Why do hair cells and spiral ganglion neurons in the cochlea die during aging?

Abstract

Age-related decline of cochlear function is mainly due to the loss of hair cells and spiral ganglion neurons (SGNs). Recent findings clearly indicate that survival of these two cell types during aging depends on genetic and environmental interactions, and this relationship is seen at the systemic, tissue, cellular, and molecular levels. At cellular and molecular levels, age-related loss of hair cells and SGNs can occur independently, suggesting distinct mechanisms for the death of each during aging. This mechanistic independence is also observed in the loss of medial olivocochlear efferent innervation and outer hair cells during aging, pointing to a universal independent cellular mechanism for age-related neuronal death in the peripheral auditory system. While several molecular signaling pathways are implicated in the age-related loss of hair cells and SGNs, studies with the ability to locally modify gene expression in these cell types are needed to address whether these signaling pathways have direct effects on hair cells and SGNs during aging. Finally, the issue of whether age-related loss of these cells occurs via typical apoptotic pathways requires further examination. As new studies in the field of aging reshape the framework for exploring these underpinnings, understanding of the loss of hair cells and SGNs associated with age and the interventions that can treat and prevent these changes will result in dramatic benefits for an aging population.

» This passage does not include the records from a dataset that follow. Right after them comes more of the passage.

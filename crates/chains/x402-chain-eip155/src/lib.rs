//! EIP-155 (EVM) payment construction for x402 buyers.
//!
//! Implements the `exact` scheme on EVM chains: the buyer signs an ERC-3009
//! `transferWithAuthorization` with EIP-712, and the seller's facilitator submits it.
//! No transaction is sent and no RPC endpoint is needed on the buyer side.
//!
//! # Modules
//!
//! - [`chain`] - Numeric chain references and checksummed addresses
//! - [`exact`] - The `exact` scheme: wire types and, with `client`, the payload builder
//!
//! # Feature Flags
//!
//! - `client` - Payload signing through Alloy signers (default)
//! - `telemetry` - Tracing spans around payload construction

pub mod chain;
pub mod exact;

pub use exact::Eip155Exact;
#[cfg(feature = "client")]
pub use exact::client::{Eip155ExactClient, SignerLike};
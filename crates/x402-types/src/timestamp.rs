//! Unix timestamp utilities for payment authorization windows.
//!
//! EIP-3009 authorizations carry a `validAfter` / `validBefore` window. The buyer
//! backdates `validAfter` so the authorization is immediately usable despite clock
//! skew, and bounds `validBefore` by the server's `maxTimeoutSeconds`.

use serde::{Deserialize, Deserializer, Serialize, Serializer};
use std::fmt::{Display, Formatter};
use std::ops::Add;
use std::time::SystemTime;

/// Seconds since the Unix epoch.
///
/// Serialized as a stringified integer, `"1699999999"`, since JavaScript
/// numbers cannot represent every 64-bit integer.
///
/// ```
/// use x402_types::timestamp::UnixTimestamp;
///
/// let ts = UnixTimestamp::from_secs(1_000);
/// assert_eq!((ts + 60).as_secs(), 1_060);
/// assert_eq!(ts.saturating_sub(5_000).as_secs(), 0);
/// ```
#[derive(Debug, Clone, Copy, PartialEq, PartialOrd, Ord, Eq)]
pub struct UnixTimestamp(u64);

impl Serialize for UnixTimestamp {
    fn serialize<S: Serializer>(&self, serializer: S) -> Result<S::Ok, S::Error> {
        serializer.serialize_str(&self.0.to_string())
    }
}

impl<'de> Deserialize<'de> for UnixTimestamp {
    fn deserialize<D>(deserializer: D) -> Result<Self, D::Error>
    where
        D: Deserializer<'de>,
    {
        let s = String::deserialize(deserializer)?;
        s.parse::<u64>()
            .map(UnixTimestamp)
            .map_err(|_| serde::de::Error::custom("timestamp must be a non-negative integer"))
    }
}

impl Display for UnixTimestamp {
    fn fmt(&self, f: &mut Formatter<'_>) -> std::fmt::Result {
        write!(f, "{}", self.0)
    }
}

impl Add<u64> for UnixTimestamp {
    type Output = Self;

    fn add(self, rhs: u64) -> Self::Output {
        UnixTimestamp(self.0.saturating_add(rhs))
    }
}

impl UnixTimestamp {
    pub fn from_secs(secs: u64) -> Self {
        Self(secs)
    }

    /// Current system time. A clock set before the epoch reads as zero.
    pub fn now() -> Self {
        let secs = SystemTime::now()
            .duration_since(SystemTime::UNIX_EPOCH)
            .map(|d| d.as_secs())
            .unwrap_or_default();
        Self(secs)
    }

    pub fn saturating_sub(self, secs: u64) -> Self {
        Self(self.0.saturating_sub(secs))
    }

    pub fn as_secs(&self) -> u64 {
        self.0
    }
}
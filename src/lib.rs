//! Buyer-side implementation of the [x402 protocol](https://www.x402.org).
//!
//! This crate bundles the buyer workspace and ships the `x402-buyer` binary,
//! which requests one URL and pays for it when the server answers
//! `402 Payment Required`.
//!
//! # Overview
//!
//! A 402 response lists acceptable payment methods (`accepts`). The buyer orders
//! them by preference, builds a signed payment for the first one it can pay, and
//! retries the request with the payment in a header. A rejected payment moves on
//! to the next method. Each payment is sent at most once.
//!
//! # Crates
//!
//! - [`x402_types`] - wire types, error taxonomy, scheme registry and candidate selection.
//! - [`x402_chain_eip155`] - EIP-3009 `transferWithAuthorization` payments on EVM chains.
//! - [`x402_chain_solana`] - SPL `TransferChecked` payments on Solana, co-signed by a fee payer.
//! - [`x402_reqwest`] - the negotiation itself, over `reqwest`.
//!
//! # Modules
//!
//! - [`config`] - command-line and JSON file configuration for the binary.
//! - [`signal`] - Ctrl-C handling that cancels a running negotiation.
//! - [`telemetry`] - log output setup.

pub mod config;
pub mod signal;
pub mod telemetry;

pub use x402_chain_eip155;
pub use x402_chain_solana;
pub use x402_reqwest;
pub use x402_types;

use x402_reqwest::NegotiationStatus;

/// Process exit code for a finished negotiation.
///
/// `0` when the resource was obtained, `2` when no payment went through.
/// Errors surfaced before any candidate was tried exit with `1`.
pub fn exit_code(status: NegotiationStatus) -> u8 {
    match status {
        NegotiationStatus::Free | NegotiationStatus::Settled => 0,
        NegotiationStatus::Exhausted | NegotiationStatus::Cancelled => 2,
    }
}
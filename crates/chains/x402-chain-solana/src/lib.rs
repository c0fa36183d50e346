#![cfg_attr(docsrs, feature(doc_auto_cfg))]

//! Solana payment construction for x402 buyers.
//!
//! Implements the `exact` scheme on Solana: the buyer builds a versioned transaction
//! that performs one SPL `TransferChecked` (classic SPL Token or Token-2022), signs it
//! as token owner, and hands it to the seller, whose fee payer co-signs and submits it.
//!
//! # Modules
//!
//! - [`chain`] - Default RPC endpoints, public key parsing and, with `client`, RPC access
//! - [`exact`] - The `exact` scheme: wire types, transaction layout and the builder
//!
//! # Feature Flags
//!
//! - `client` - Transaction construction and signing (default)
//! - `telemetry` - Tracing spans around payload construction

pub mod chain;
pub mod exact;

pub use exact::SolanaExact;
#[cfg(feature = "client")]
pub use exact::client::SolanaExactClient;
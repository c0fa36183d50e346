//! x402 buyer entrypoint.
//!
//! Requests one URL, pays for it if the server answers `402 Payment Required`,
//! and prints the outcome as JSON on stdout.
//!
//! Environment:
//! - `.env` values loaded at startup
//! - `EVM_PRIVATE_KEY`, `SOLANA_PRIVATE_KEY` supply signers
//! - `X402_BUYER_CONFIG` points at a JSON configuration file
//! - `RUST_LOG` controls log verbosity (stderr)

use dotenvy::dotenv;
use serde_json::json;
use solana_signer::Signer;
use std::process::ExitCode;
use x402_buyer::config::Config;
use x402_buyer::signal::SigDown;
use x402_buyer::telemetry::Telemetry;
use x402_reqwest::{Negotiator, ReqwestTransport};

#[tokio::main]
async fn main() -> ExitCode {
    match run().await {
        Ok(code) => code,
        Err(e) => {
            tracing::error!("{e}");
            ExitCode::from(1)
        }
    }
}

async fn run() -> Result<ExitCode, Box<dyn std::error::Error>> {
    // Load .env variables
    dotenv().ok();

    let _telemetry = Telemetry::new()
        .with_name(env!("CARGO_PKG_NAME"))
        .with_version(env!("CARGO_PKG_VERSION"))
        .register();

    let mut config = Config::load()?;
    if let Some(signer) = &config.evm_signer {
        tracing::info!(address = %signer.address(), "EVM signer configured");
    }
    if let Some(keypair) = &config.solana_keypair {
        tracing::info!(pubkey = %keypair.pubkey(), "Solana signer configured");
    }

    let sig_down = SigDown::try_new()?;
    let negotiator = Negotiator::new(
        ReqwestTransport::new(config.timeout)?,
        config.signing_context(),
    )
    .with_selector(config.preferences)
    .with_cancellation_token(sig_down.cancellation_token());

    let result = negotiator.negotiate(config.request.clone()).await;
    sig_down.shutdown().await;

    match result {
        Ok(outcome) => {
            println!("{}", serde_json::to_string_pretty(&outcome)?);
            Ok(ExitCode::from(x402_buyer::exit_code(outcome.status)))
        }
        Err(error) => {
            tracing::warn!(code = error.code(), "Negotiation failed: {error}");
            println!(
                "{}",
                serde_json::to_string_pretty(&json!({"status": "ERROR", "error": error}))?
            );
            Ok(ExitCode::from(1))
        }
    }
}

Keywords: Aging; Cochlea; Hair cells; Hearing loss; Spiral ganglion neurons.

Figure 1.

Age-related loss of SGNs and hair cells. (A) Schematic drawing of spiral ganglion and organ of Corti, which contains one IHC and three OHCs (blue). (B) Histological sections of C57BL/6J mouse cochleae showing spiral ganglion (left) and organ of Corti (right) at 2 (top) and 20 (bottom) months old. The organ of Corti is absent at 20 months old in this case.

Figure 2.

Age-related loss of MOC terminals in the cochlea. (A) Schematic drawing of the organ of Corti, which shows the MOC innervations (red). (B) Histological cochlear sections of Thy-1-YFP transgenic mice at 2 (top) and 12 (bottom) months old. The OHCs are located by the nuclei staining (left, blue), and the MOC terminals by YFP signal (right, red).

Figure 3.

Flow chart for possible causes of age-related loss of hair cells and SGNs. The top half summarizes possible contributions from reactive oxygen species to age-related hearing loss, and the bottom half summarizes other possible contributors.